• Problem
Whenever a line of the listing contains the string "UpstreamClient", return that line.

• Provided material
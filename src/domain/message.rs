//! Retrieved MESH messages and filename classification
//!
//! The MESH transport has no structured message-type field: the only signal
//! for what a retrieved message is comes from its remote filename. The
//! classification is kept as a pure function here so the retrieve pipelines
//! can be tested without any I/O.

use std::collections::HashMap;

use super::MESH_FILE_NAME_HEADER;

/// A single message retrieved from a MESH mailbox.
///
/// A zero-length body is a valid message (a trace acknowledgement), distinct
/// from the message being absent.
#[derive(Debug, Clone)]
pub struct MeshMessage {
    /// Opaque transport-assigned message ID
    pub id: String,

    /// Transport headers, including the original remote filename
    pub headers: HashMap<String, String>,

    /// Raw message content
    pub content: Vec<u8>,
}

impl MeshMessage {
    /// The original remote filename, if the transport supplied one.
    pub fn file_name(&self) -> Option<&str> {
        self.headers.get(MESH_FILE_NAME_HEADER).map(String::as_str)
    }

    /// Message content decoded as UTF-8, with invalid bytes replaced.
    pub fn content_utf8(&self) -> String {
        String::from_utf8_lossy(&self.content).into_owned()
    }
}

/// Classification of a retrieved message, decided once per message.
#[derive(Debug, Clone, Copy, PartialEq, Eq)]
pub enum MessageKind {
    /// A `.ctl` sidecar carrying correlation metadata
    Control,
    /// A substantive response payload matching the source's file prefix
    Data,
    /// Anything else: trace acknowledgements, reports, empty bodies
    Trace,
}

/// Classify a retrieved message by its remote filename.
///
/// `data_prefix` is the source-specific request-file prefix (for example
/// `MPTREQ` or `NDOPREQ`); a data file must carry that prefix and a `.dat`
/// or `.csv` extension. Control files are recognised by extension alone.
pub fn classify_filename(file_name: &str, data_prefix: &str) -> MessageKind {
    let extension = file_extension(file_name);

    if extension == ".ctl" {
        return MessageKind::Control;
    }

    if file_name.starts_with(data_prefix) && (extension == ".dat" || extension == ".csv") {
        return MessageKind::Data;
    }

    MessageKind::Trace
}

/// The filename without its final extension.
///
/// Control and data files share a base name; this is the correlation key on
/// the retrieve path.
pub fn file_base_name(file_name: &str) -> &str {
    match file_name.rfind('.') {
        Some(idx) => &file_name[..idx],
        None => file_name,
    }
}

/// The final extension including the leading dot, or an empty string.
pub fn file_extension(file_name: &str) -> &str {
    match file_name.rfind('.') {
        Some(idx) => &file_name[idx..],
        None => "",
    }
}
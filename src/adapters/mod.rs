//! External integrations
//!
//! This module contains the adapters for the systems the bridge talks to:
//! the MESH mailbox transport, the central FHIR data hub, and the tracking
//! cache used to correlate asynchronous responses.

pub mod cache;
pub mod fhir;
pub mod mesh;
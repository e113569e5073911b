// src/services/mod.rs
pub mod endpoints;
pub mod normalizer;
pub mod translator;
pub mod upstream;
use std::convert::Infallible;

use axum::{
    Json,
    body::{Body, Bytes},
    extract::State,
    http::{HeaderMap, HeaderValue, StatusCode, header},
    response::{IntoResponse, Response},
};
use futures_util::{Stream, stream};
use tracing::{Instrument, debug, info, info_span};
use uuid::Uuid;

use crate::{
    error::AppError,
    services::{
        normalizer::{Normalized, normalize},
        translator::{
            CompletionMeta, DONE_FRAME, completion, translate_batch, translate_stream,
        },
        upstream::{Delivery, ForwardHeaders},
    },
    state::SharedState,
};

pub async fn chat_completions(
    State(state): State<SharedState>,
    headers: HeaderMap,
    body: Bytes,
) -> Result<Response, AppError> {
    let request_id = Uuid::new_v4().to_string();
    let span = info_span!("chat", %request_id);
    handle_chat(state, headers, body, request_id)
        .instrument(span)
        .await
}

async fn handle_chat(
    state: SharedState,
    headers: HeaderMap,
    body: Bytes,
    request_id: String,
) -> Result<Response, AppError> {
    let normalized = normalize(
        &body,
        state.config.query_mode,
        state.config.default_temperature,
    )?;

    let (query, model) = match normalized {
        Normalized::Meta { stream: streaming, model } => {
            info!(streaming, "blocked title/summary request");
            return Ok(empty_reply(streaming, model));
        }
        Normalized::Forward { query, model } => (query, model),
    };

    let forward_headers = ForwardHeaders::from_inbound(&headers).with_request_id(&request_id);
    info!(
        stream = query.stream,
        query_chars = query.query.chars().count(),
        authorized = forward_headers.has_authorization(),
        "forwarding chat request"
    );

    let meta = CompletionMeta::new(model);
    match state
        .upstream
        .forward(&state.endpoints, &query, &forward_headers)
        .await?
    {
        Delivery::Body(body) => {
            let reply = translate_batch(&body, &meta)?;
            debug!("batch reply translated");
            Ok(Json(reply).into_response())
        }
        Delivery::Stream(response) => Ok(event_stream_response(translate_stream(
            response.bytes_stream(),
            meta,
            state.config.request_timeout,
        ))),
    }
}

fn empty_reply(streaming: bool, model: Option<String>) -> Response {
    if streaming {
        let done = stream::iter([Ok::<Bytes, Infallible>(Bytes::from_static(
            DONE_FRAME.as_bytes(),
        ))]);
        event_stream_response(done)
    } else {
        let meta = CompletionMeta::new(model);
        Json(completion(&meta, String::new())).into_response()
    }
}

pub fn event_stream_response<S>(frames: S) -> Response
where
    S: Stream<Item = Result<Bytes, Infallible>> + Send + 'static,
{
    let mut resp = Response::new(Body::from_stream(frames));
    *resp.status_mut() = StatusCode::OK;
    let headers = resp.headers_mut();
    headers.insert(
        header::CONTENT_TYPE,
        HeaderValue::from_static("text/event-stream"),
    );
    headers.insert(header::CACHE_CONTROL, HeaderValue::from_static("no-cache"));
    headers.insert(header::CONNECTION, HeaderValue::from_static("keep-alive"));
    resp
}
use std::sync::Arc;

use crate::config::ConfigError;

/// Ordered candidate upstream URLs. Immutable after startup; every request starts from the first.
#[derive(Debug, Clone)]
pub struct EndpointSelector {
    urls: Arc<[String]>,
}

pub fn build_upstream_url(base_url: &str, path: &str) -> String {
    let base = base_url.trim_end_matches('/');
    let mut rel = path.trim_start_matches('/');
    if base.ends_with("/v1") && rel.starts_with("v1/") {
        rel = rel.trim_start_matches("v1/");
    }
    if rel.is_empty() {
        return base.to_string();
    }
    format!("{}/{}", base, rel)
}

impl EndpointSelector {
    pub fn new(bases: &[String], path: &str) -> Result<Self, ConfigError> {
        if bases.is_empty() {
            return Err(ConfigError::NoEndpoints);
        }
        let urls: Vec<String> = bases.iter().map(|b| build_upstream_url(b, path)).collect();
        Ok(Self { urls: urls.into() })
    }

    pub fn select(&self) -> impl Iterator<Item = &str> + '_ {
        self.urls.iter().map(String::as_str)
    }
}
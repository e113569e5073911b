// src/routes/mod.rs
pub mod chat;

use std::any::Any;

use crate::{error::AppError, state::SharedState};
use axum::{
    Router,
    extract::{Request, State},
    http::header,
    middleware::{self, Next},
    response::{IntoResponse, Response},
    routing::{get, post},
};
use chat::chat_completions;
use tower_http::catch_panic::CatchPanicLayer;
use tower_http::trace::TraceLayer;

pub const CHAT_COMPLETIONS_PATH: &str = "/v1/chat/completions";
/// Path the bundled web client posts to.
pub const LEGACY_CHAT_COMPLETIONS_PATH: &str = "/api/openai/v1/chat/completions";

pub fn create_router(state: SharedState) -> Router {
    let chat_routes = Router::new()
        .route(CHAT_COMPLETIONS_PATH, post(chat_completions))
        .route(LEGACY_CHAT_COMPLETIONS_PATH, post(chat_completions))
        .route_layer(middleware::from_fn_with_state(state.clone(), auth_middleware));

    Router::new()
        .merge(chat_routes)
        .route("/health", get(|| async { "OK" }))
        .layer(CatchPanicLayer::custom(panic_response))
        .layer(TraceLayer::new_for_http())
        .with_state(state)
}

async fn auth_middleware(
    State(state): State<SharedState>,
    req: Request,
    next: Next,
) -> Result<Response, AppError> {
    // Public access tolerates a missing authorization header.
    let has_credentials = req
        .headers()
        .get(header::AUTHORIZATION)
        .is_some_and(|v| !v.as_bytes().iter().all(u8::is_ascii_whitespace));
    if state.config.public_access || has_credentials {
        Ok(next.run(req).await)
    } else {
        Err(AppError::AuthenticationRequired)
    }
}

fn panic_response(err: Box<dyn Any + Send + 'static>) -> Response {
    let detail = if let Some(s) = err.downcast_ref::<String>() {
        s.clone()
    } else if let Some(s) = err.downcast_ref::<&str>() {
        s.to_string()
    } else {
        "unknown panic".to_string()
    };
    AppError::Internal(format!("handler panicked: {detail}")).into_response()
}
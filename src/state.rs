// src/state.rs
use std::sync::Arc;

use anyhow::Context;

use crate::config::GatewayConfig;
use crate::services::endpoints::EndpointSelector;
use crate::services::upstream::{RetryPolicy, UpstreamClient};

pub type SharedState = Arc<AppState>;

/// Everything a request needs. Built once at startup and never mutated.
pub struct AppState {
    pub config: GatewayConfig,
    pub endpoints: EndpointSelector,
    pub upstream: UpstreamClient,
}

impl AppState {
    pub fn new(config: GatewayConfig) -> anyhow::Result<Self> {
        let endpoints = EndpointSelector::new(&config.upstream_endpoints, &config.upstream_path)
            .context("no usable upstream endpoints")?;
        let upstream = UpstreamClient::new(RetryPolicy::from_config(&config))
            .context("failed to build upstream HTTP client")?;

        Ok(Self {
            config,
            endpoints,
            upstream,
        })
    }
}
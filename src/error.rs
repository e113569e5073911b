// src/error.rs
use axum::{
    Json,
    http::StatusCode,
    response::{IntoResponse, Response},
};
use serde::Serialize;
use thiserror::Error;

/// Failures surfaced to the caller. Everything a handler returns goes through here.
#[derive(Debug, Error)]
pub enum AppError {
    #[error("Malformed request: {0}")]
    MalformedRequest(String),

    #[error("Authentication required")]
    AuthenticationRequired,

    #[error("Failed to reach the assistant backend. Last error: {0}")]
    UpstreamUnavailable(String),

    #[error("Empty response from the assistant backend")]
    EmptyUpstreamResponse,

    #[error("Internal error: {0}")]
    Internal(String),
}

#[derive(Debug, Serialize)]
pub struct ErrorBody {
    pub error: bool,
    pub message: String,
}

impl AppError {
    pub fn status(&self) -> StatusCode {
        match self {
            AppError::MalformedRequest(_) => StatusCode::BAD_REQUEST,
            AppError::AuthenticationRequired => StatusCode::UNAUTHORIZED,
            AppError::UpstreamUnavailable(_) => StatusCode::BAD_GATEWAY,
            AppError::EmptyUpstreamResponse | AppError::Internal(_) => {
                StatusCode::INTERNAL_SERVER_ERROR
            }
        }
    }

    /// Message placed in the response body. Internal details stay in the logs.
    pub fn public_message(&self) -> String {
        match self {
            AppError::Internal(_) => "Internal server error".to_string(),
            other => other.to_string(),
        }
    }
}

impl IntoResponse for AppError {
    fn into_response(self) -> Response {
        let status = self.status();
        if status.is_server_error() {
            tracing::error!(error = %self, "request failed");
        } else {
            tracing::warn!(error = %self, "request rejected");
        }

        let body = ErrorBody {
            error: true,
            message: self.public_message(),
        };
        (status, Json(body)).into_response()
    }
}

/// Outcome of a single failed upstream attempt.
#[derive(Debug, Error)]
pub enum UpstreamError {
    #[error("Timeout after {0} ms")]
    Timeout(u128),

    #[error("{message}")]
    Status { status: u16, message: String },

    /// The client-facing text never includes the upstream URL; `Debug` keeps the full error.
    #[error("{}", transport_reason(.0))]
    Transport(#[from] reqwest::Error),
}

fn transport_reason(err: &reqwest::Error) -> &'static str {
    if err.is_timeout() {
        "Upstream request timed out"
    } else if err.is_connect() {
        "Could not connect to upstream"
    } else if err.is_body() || err.is_decode() {
        "Failed to read upstream response"
    } else {
        "Upstream request failed"
    }
}

impl UpstreamError {
    /// 404 means the endpoint is absent rather than flaky; retrying it is pointless.
    pub fn is_not_found(&self) -> bool {
        matches!(self, UpstreamError::Status { status: 404, .. })
    }
}
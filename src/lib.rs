pub mod config;
pub mod error;
pub mod message;
pub mod routes;
pub mod services;
pub mod state;
//! Classical algebra operations

use crate::error::{MatrixError, MatrixResult, ShapeRequirement};
use crate::matrix::Matrix;
use crate::multiplier::Multiplier;
use crate::types::Scalar;

/// Multiply two n×n matrices (row-major) of size `n`.
pub fn multiply_matrices(a: &[Scalar], b: &[Scalar], n: usize) -> Vec<Scalar> {
    multiply_rectangular(a, b, n, n, n)
}

/// Multiply an m×k matrix by a k×p matrix, both row-major.
///
/// Every output cell gets a fresh accumulator; sums and products wrap.
pub fn multiply_rectangular(
    a: &[Scalar],
    b: &[Scalar],
    m: usize,
    k: usize,
    p: usize,
) -> Vec<Scalar> {
    debug_assert_eq!(a.len(), m * k);
    debug_assert_eq!(b.len(), k * p);

    let mut c = vec![0; m * p];
    for i in 0..m {
        for j in 0..p {
            let mut sum: Scalar = 0;
            for t in 0..k {
                sum = sum.wrapping_add(a[i * k + t].wrapping_mul(b[t * p + j]));
            }
            c[i * p + j] = sum;
        }
    }
    c
}

/// Triple-loop O(m·n·p) multiplier.
///
/// Accepts any pair of multiplication-compatible matrices and is the
/// reference every other multiplier is checked against.
#[derive(Debug, Clone, Copy, Default, PartialEq, Eq)]
pub struct ClassicalMultiplier;

impl Multiplier for ClassicalMultiplier {
    fn multiply(&self, a: &Matrix, b: &Matrix) -> MatrixResult<Matrix> {
        if !a.is_multiplicable_with(b) {
            return Err(MatrixError::incompatible(
                a.order(),
                b.order(),
                ShapeRequirement::Multiplicable,
            ));
        }

        let (m, k) = a.order();
        let p = b.columns();
        log::debug!("classical multiply {}x{} * {}x{}", m, k, k, p);

        let c = multiply_rectangular(a.data(), b.data(), m, k, p);
        Ok(Matrix::from_raw(m, p, c))
    }
}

• Response area
use crate::services::upstream::{RetryPolicy, UpstreamClient};
    pub upstream: UpstreamClient,
        let upstream = UpstreamClient::new(RetryPolicy::from_config(&config))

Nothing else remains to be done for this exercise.